Nope. |
A game I play at conventions is confession. Bring up an old
Jack Vance? I’ll admit to never having read it and ask what spoke to you about
it. I’ll confess to never having read Theodore Sturgeon or Octavia Butler, or
only having read Samuel Delany’s non-fiction, or only the first book of Wheel of Time and Ender’s Game. The fun of this exercise is watching people around me
relax, because by going first (and going at all), I’ve let them give up
pretense. Tension leaves their shoulders as they realize it’s okay.
My excuses are legion. I didn’t grow up with LeGuin and
Zelazny, and only ever heard of G.K. Chesterton after I graduated college. I’ve
gone out of my way to collect books by canonical authors in order to catch up –
what I call “doing the diligence” – which yields a mixed bag of results.

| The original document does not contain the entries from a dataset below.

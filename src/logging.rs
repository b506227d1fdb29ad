// src/logging.rs

//! Logging setup for `dagrun` using `tracing` + `tracing-subscriber`.
//!
//! The engine itself only emits `tracing` events; installing a subscriber is
//! left to the embedding application. This helper is the default one.
//!
//! Priority for determining the log level:
//! 1. an explicit level (e.g. `[engine].log_level` from a graph manifest)
//! 2. `DAGRUN_LOG` environment variable (e.g. "info", "debug")
//! 3. default to `info`
//!
//! Logs are sent to STDERR.

use anyhow::{Result, anyhow};
use tracing_subscriber::fmt;

use crate::types::LogLevel;

/// Initialise the global logging subscriber.
///
/// Fails if a global subscriber has already been installed.
pub fn init_logging(level: Option<LogLevel>) -> Result<()> {
    let level = resolve_level(level);

    fmt()
        .with_max_level(tracing::Level::from(level))
        .with_target(true)
        .with_thread_ids(false)
        .with_thread_names(false)
        .with_writer(std::io::stderr)
        .try_init()
        .map_err(|e| anyhow!("failed to install tracing subscriber: {e}"))?;

    Ok(())
}

/// Pick the effective level from an explicit value or the environment.
pub fn resolve_level(level: Option<LogLevel>) -> LogLevel {
    match level {
        Some(lvl) => lvl,
        None => std::env::var("DAGRUN_LOG")
            .ok()
            .and_then(|s| s.parse::<LogLevel>().ok())
            .unwrap_or_default(),
    }
}
// src/config/validate.rs

use crate::config::model::{GraphConfig, RawGraphConfig};
use crate::dag::graph::topological_order;
use crate::errors::{DagrunError, Result};

impl TryFrom<RawGraphConfig> for GraphConfig {
    type Error = DagrunError;

    fn try_from(raw: RawGraphConfig) -> std::result::Result<Self, Self::Error> {
        validate_config(&raw)?;
        Ok(GraphConfig::new_unchecked(raw.engine, raw.task))
    }
}

/// Semantic checks on a parsed manifest.
///
/// Bad `after` entries are `ConfigError`s pointing at the manifest; a cycle
/// is a `CircularDependency`.
pub fn validate_config(cfg: &RawGraphConfig) -> Result<()> {
    if cfg.task.is_empty() {
        return Err(DagrunError::ConfigError(
            "manifest must contain at least one [task.<name>] section".to_string(),
        ));
    }

    if let Some((name, _)) = cfg
        .task
        .iter()
        .find(|(name, tc)| tc.after.iter().any(|dep| dep == *name))
    {
        return Err(DagrunError::ConfigError(format!(
            "task '{name}' lists itself in `after`"
        )));
    }

    let nodes = cfg
        .task
        .iter()
        .map(|(name, tc)| (name.as_str(), tc.after.as_slice()));

    match topological_order(nodes) {
        Ok(_) => Ok(()),
        Err(DagrunError::UnknownDependency { task, dependency }) => Err(DagrunError::ConfigError(
            format!("task '{task}' has unknown dependency '{dependency}' in `after`"),
        )),
        Err(err) => Err(err),
    }
}
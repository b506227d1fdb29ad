// src/errors.rs

//! Crate-wide error type and result alias.

use thiserror::Error;

use crate::engine::TaskName;

#[derive(Error, Debug)]
pub enum DagrunError {
    /// Missing work function, unresolvable task name, or duplicate registration.
    #[error("Validation error: {0}")]
    ValidationError(String),

    /// A dependency cycle found before anything was dispatched.
    #[error("Circular dependency detected at task: {0}")]
    CircularDependency(TaskName),

    /// A task's completion handle was invoked more than once in one run.
    #[error("Completion reported more than once for task: {0}")]
    DuplicateCompletion(TaskName),

    /// A work function reported an error, returned `Err`, or panicked.
    #[error("Task '{task}' failed: {source}")]
    TaskError {
        task: TaskName,
        #[source]
        source: anyhow::Error,
    },

    #[error("Task '{task}' depends on unregistered task '{dependency}'")]
    UnknownDependency { task: TaskName, dependency: TaskName },

    #[error("Configuration error: {0}")]
    ConfigError(String),

    #[error("IO error: {0}")]
    IoError(#[from] std::io::Error),

    #[error("TOML parsing error: {0}")]
    TomlError(#[from] toml::de::Error),

    /// The process driver went away without reporting an outcome.
    #[error("Run aborted before completion: {0}")]
    Aborted(String),
}

impl DagrunError {
    /// Name of the task this error is attributed to, if any.
    pub fn task(&self) -> Option<&str> {
        match self {
            DagrunError::CircularDependency(task) | DagrunError::DuplicateCompletion(task) => {
                Some(task)
            }
            DagrunError::TaskError { task, .. } | DagrunError::UnknownDependency { task, .. } => {
                Some(task)
            }
            _ => None,
        }
    }
}

pub use anyhow::Error;
pub type Result<T> = std::result::Result<T, DagrunError>;
// src/dag/task.rs

//! Immutable task templates.
//!
//! A [`Task`] is what the registry owns: a name, an ordered dependency list
//! and a work function. It carries no run state; every run works on a
//! [`TaskRun`](crate::dag::TaskRun) created from it.

use std::fmt;
use std::future::Future;
use std::sync::Arc;

use anyhow::anyhow;
use tracing::debug;

use crate::engine::{Completion, TaskName, panic_message};
use crate::errors::{DagrunError, Result};

/// Reserved name of the synthetic task standing for a run request.
pub const EMITTER_NAME: &str = "(run)";

/// Signature every work function is erased to.
///
/// Arguments: the run context, one result per declared dependency (in
/// declared order) and the completion handle. Returning `Err` is treated
/// exactly like `done.fail(err)`.
pub type WorkFn<T, C> =
    dyn Fn(&Arc<C>, Vec<T>, Completion<T>) -> anyhow::Result<()> + Send + Sync;

/// A shareable work function plus the identifier of the `fn` item it was
/// built from, if there was one.
pub struct Work<T, C = ()> {
    func: Arc<WorkFn<T, C>>,
    identifier: Option<String>,
}

impl<T, C> Clone for Work<T, C> {
    fn clone(&self) -> Self {
        Self {
            func: Arc::clone(&self.func),
            identifier: self.identifier.clone(),
        }
    }
}

impl<T, C> fmt::Debug for Work<T, C> {
    fn fmt(&self, f: &mut fmt::Formatter<'_>) -> fmt::Result {
        f.debug_struct("Work")
            .field("identifier", &self.identifier)
            .finish_non_exhaustive()
    }
}

impl<T, C> Work<T, C>
where
    T: Send + 'static,
    C: Send + Sync + 'static,
{
    /// Wrap a handle-style work function.
    pub fn new<F>(f: F) -> Self
    where
        F: Fn(&Arc<C>, Vec<T>, Completion<T>) -> anyhow::Result<()> + Send + Sync + 'static,
    {
        Self {
            identifier: identifier_of::<F>(),
            func: Arc::new(f),
        }
    }

    /// Wrap a synchronous function whose return value is the task result.
    pub fn from_fn<F>(f: F) -> Self
    where
        F: Fn(&C, Vec<T>) -> anyhow::Result<T> + Send + Sync + 'static,
    {
        let identifier = identifier_of::<F>();
        let func = move |ctx: &Arc<C>, args: Vec<T>, done: Completion<T>| -> anyhow::Result<()> {
            let value = f(ctx.as_ref(), args)?;
            done.ok(value);
            Ok(())
        };
        Self {
            func: Arc::new(func),
            identifier,
        }
    }

    /// Wrap an async function. The future is spawned onto the Tokio runtime
    /// and its output completes the task; a panic inside it fails the task.
    pub fn from_async<F, Fut>(f: F) -> Self
    where
        F: Fn(Arc<C>, Vec<T>) -> Fut + Send + Sync + 'static,
        Fut: Future<Output = anyhow::Result<T>> + Send + 'static,
    {
        let identifier = identifier_of::<F>();
        let func = move |ctx: &Arc<C>, args: Vec<T>, done: Completion<T>| -> anyhow::Result<()> {
            let work = tokio::spawn(f(Arc::clone(ctx), args));
            tokio::spawn(async move {
                let outcome = match work.await {
                    Ok(outcome) => outcome,
                    Err(err) if err.is_panic() => Err(anyhow!(
                        "task panicked: {}",
                        panic_message(err.into_panic().as_ref())
                    )),
                    Err(err) => Err(anyhow!("task cancelled: {err}")),
                };
                done.done(outcome);
            });
            Ok(())
        };
        Self {
            func: Arc::new(func),
            identifier,
        }
    }
}

impl<T, C> Work<T, C> {
    /// Identifier of the underlying `fn` item; `None` for closures.
    pub fn identifier(&self) -> Option<&str> {
        self.identifier.as_deref()
    }

    pub(crate) fn call(
        &self,
        ctx: &Arc<C>,
        args: Vec<T>,
        done: Completion<T>,
    ) -> anyhow::Result<()> {
        (self.func)(ctx, args, done)
    }
}

/// Identifier of a function type, if it is a plain named `fn` item.
///
/// Closures, trait objects, pointers and anything ending in generic
/// arguments have none: `Box<fetch>` and `fetch<i32>` look alike here, so
/// neither is trusted.
fn identifier_of<F>() -> Option<String> {
    let full = std::any::type_name::<F>();
    if full.contains("{{closure}}")
        || full.contains("dyn ")
        || full.starts_with("fn(")
        || full.starts_with('&')
        || full.ends_with('>')
    {
        return None;
    }

    let ident = full.rsplit("::").next()?;
    let mut chars = ident.chars();
    let head = chars.next()?;
    let valid = (head.is_alphabetic() || head == '_')
        && chars.all(|c| c.is_alphanumeric() || c == '_');

    valid.then(|| ident.to_string())
}

/// Explicit option record used to create a [`Task`].
///
/// - `name`: optional; falls back to the work function's identifier.
/// - `dependencies`: defaults to none.
/// - `work`: required.
pub struct TaskSpec<T, C = ()> {
    pub name: Option<TaskName>,
    pub dependencies: Vec<TaskName>,
    pub work: Option<Work<T, C>>,
}

impl<T, C> Default for TaskSpec<T, C> {
    fn default() -> Self {
        Self {
            name: None,
            dependencies: Vec::new(),
            work: None,
        }
    }
}

impl<T, C> TaskSpec<T, C> {
    pub fn new() -> Self {
        Self::default()
    }

    pub fn named(mut self, name: impl Into<TaskName>) -> Self {
        self.name = Some(name.into());
        self
    }

    pub fn after<I, S>(mut self, deps: I) -> Self
    where
        I: IntoIterator<Item = S>,
        S: Into<TaskName>,
    {
        self.dependencies.extend(deps.into_iter().map(Into::into));
        self
    }

    pub fn work(mut self, work: Work<T, C>) -> Self {
        self.work = Some(work);
        self
    }

    /// Validate the record and turn it into a [`Task`].
    pub fn build(self) -> Result<Task<T, C>> {
        Task::new(self)
    }
}

/// Immutable task template.
pub struct Task<T, C = ()> {
    name: TaskName,
    dependencies: Arc<[TaskName]>,
    work: Work<T, C>,
}

impl<T, C> Clone for Task<T, C> {
    fn clone(&self) -> Self {
        Self {
            name: self.name.clone(),
            dependencies: Arc::clone(&self.dependencies),
            work: self.work.clone(),
        }
    }
}

impl<T, C> fmt::Debug for Task<T, C> {
    fn fmt(&self, f: &mut fmt::Formatter<'_>) -> fmt::Result {
        f.debug_struct("Task")
            .field("name", &self.name)
            .field("dependencies", &self.dependencies)
            .finish_non_exhaustive()
    }
}

impl<T, C> Task<T, C> {
    /// Create a task from its option record.
    ///
    /// Name precedence: explicit name, then the work function's identifier.
    pub fn new(spec: TaskSpec<T, C>) -> Result<Self> {
        let work = spec.work.ok_or_else(|| {
            DagrunError::ValidationError(match &spec.name {
                Some(name) => format!("task '{name}' has no work function"),
                None => "task has no work function".to_string(),
            })
        })?;

        let name = spec
            .name
            .filter(|n| !n.is_empty())
            .or_else(|| work.identifier().map(str::to_string))
            .ok_or_else(|| {
                DagrunError::ValidationError(
                    "name required: work function has no identifier".to_string(),
                )
            })?;

        debug!(task = %name, deps = ?spec.dependencies, "created task");

        Ok(Self {
            name,
            dependencies: spec.dependencies.into(),
            work,
        })
    }

    /// The synthetic task standing for a run request.
    pub(crate) fn emitter(dependencies: Vec<TaskName>) -> Self
    where
        T: Send + 'static,
        C: Send + Sync + 'static,
    {
        Self {
            name: EMITTER_NAME.to_string(),
            dependencies: dependencies.into(),
            work: Work::new(|_: &Arc<C>, _: Vec<T>, _: Completion<T>| Ok(())),
        }
    }

    pub fn name(&self) -> &str {
        &self.name
    }

    pub fn dependencies(&self) -> &[TaskName] {
        &self.dependencies
    }

    pub fn depends_on(&self, name: &str) -> bool {
        self.dependencies.iter().any(|d| d == name)
    }

    pub fn work(&self) -> &Work<T, C> {
        &self.work
    }

    pub(crate) fn shared_dependencies(&self) -> Arc<[TaskName]> {
        Arc::clone(&self.dependencies)
    }
}

/// What [`Registry::register`](crate::dag::Registry::register) accepts:
/// an already built task or an option record to build one from.
pub enum Registration<T, C = ()> {
    Task(Task<T, C>),
    Spec(TaskSpec<T, C>),
}

impl<T, C> From<Task<T, C>> for Registration<T, C> {
    fn from(task: Task<T, C>) -> Self {
        Registration::Task(task)
    }
}

impl<T, C> From<TaskSpec<T, C>> for Registration<T, C> {
    fn from(spec: TaskSpec<T, C>) -> Self {
        Registration::Spec(spec)
    }
}
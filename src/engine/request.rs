// src/engine/request.rs

//! Run requests.

use std::fmt;
use std::sync::Arc;

use crate::engine::TaskName;

/// Callback observing every successful response in a run.
pub type Observer<T> = Arc<dyn Fn(&str, &T) + Send + Sync>;

/// Explicit option record for [`Registry::run`](crate::dag::Registry::run).
///
/// - `dependencies`: the requested task names; their results reach the
///   completion in this order. May be empty.
/// - `context`: shared with every work function of this run.
/// - observers: notified of each `(task, result)` response.
pub struct RunRequest<T, C = ()> {
    pub dependencies: Vec<TaskName>,
    pub context: Arc<C>,
    observers: Vec<Observer<T>>,
}

impl<T, C: Default> RunRequest<T, C> {
    /// Request `dependencies` with a default context.
    pub fn new<I, S>(dependencies: I) -> Self
    where
        I: IntoIterator<Item = S>,
        S: Into<TaskName>,
    {
        Self::with_context(dependencies, C::default())
    }
}

impl<T, C> RunRequest<T, C> {
    pub fn with_context<I, S>(dependencies: I, context: C) -> Self
    where
        I: IntoIterator<Item = S>,
        S: Into<TaskName>,
    {
        Self::with_shared_context(dependencies, Arc::new(context))
    }

    pub fn with_shared_context<I, S>(dependencies: I, context: Arc<C>) -> Self
    where
        I: IntoIterator<Item = S>,
        S: Into<TaskName>,
    {
        Self {
            dependencies: dependencies.into_iter().map(Into::into).collect(),
            context,
            observers: Vec::new(),
        }
    }

    /// Observe every `(task, result)` response of this run.
    pub fn on_responded<F>(mut self, f: F) -> Self
    where
        F: Fn(&str, &T) + Send + Sync + 'static,
    {
        self.observers.push(Arc::new(f));
        self
    }

    pub(crate) fn into_parts(self) -> (Vec<TaskName>, Arc<C>, Vec<Observer<T>>) {
        (self.dependencies, self.context, self.observers)
    }
}

impl<T, C> fmt::Debug for RunRequest<T, C> {
    fn fmt(&self, f: &mut fmt::Formatter<'_>) -> fmt::Result {
        f.debug_struct("RunRequest")
            .field("dependencies", &self.dependencies)
            .field("observers", &self.observers.len())
            .finish_non_exhaustive()
    }
}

LeGuin
and Zelazny amaze me, but if I never read another Asimov short story that’s a
thin fictional veil over a science lesson, I’ll be fine.
Nope. |
My troubles are compounded by interests in literary fiction,
which has its own far broader canons around the world. The many years I spent
reading Mark Twain, John Steinbeck and various translations of The Divine Comedy seem to be the same
time others were getting familiar with The
Sword of Shannara (only read the first one and can’t remember it, sorry).
And then there are all those superhero comics that ate up my adolescence,
though they seem to be more useful now that Marvel films are dominating the
earth. Don’t get me started on Beta Ray Bill.
Nor have I have I given up my other loves. I’ll get to A Canticle for Liebowitz, but I’m
probably going to read Pearl S. Buck’s The
Good Earth and G. Willow Wilson’s Ms. Marvel first. So maybe I’ll always be behind, but that’s not always bad.
I own it, but... |
As frustrating as it can be to listen to geniuses dissect
apparently great works I’ve never heard of, this slower pace has also yielded
great pleasures. I’m not sure I would have appreciated the works of Shirley
Jackson as a teenager, though having started reading her a few years ago with We Have Always Lived in the Castle, she
is now one of the most inspiring authors in my life. So there’s the frustration
of finding two more important books for every one I knock down, this hydra of
literacy, but there is also the wonder of finding true masterpieces vetted by
decades of readership.
It may just be the way I look at things, but I am far
happier to have read Lord of Light
late than never at all. No one I know of writes this way today, and as far as
I’ve read, no one else used to, not even Zelazny.
If you’re curious, the next authors I intend to do the
diligence on are Lois McMaster Bujold and Samuel Delany. I’m told I’ll love Nova. The two keep getting postponed
because I’ve taken such a long detour through Jo Walton, even though she so
strongly recommends both of them.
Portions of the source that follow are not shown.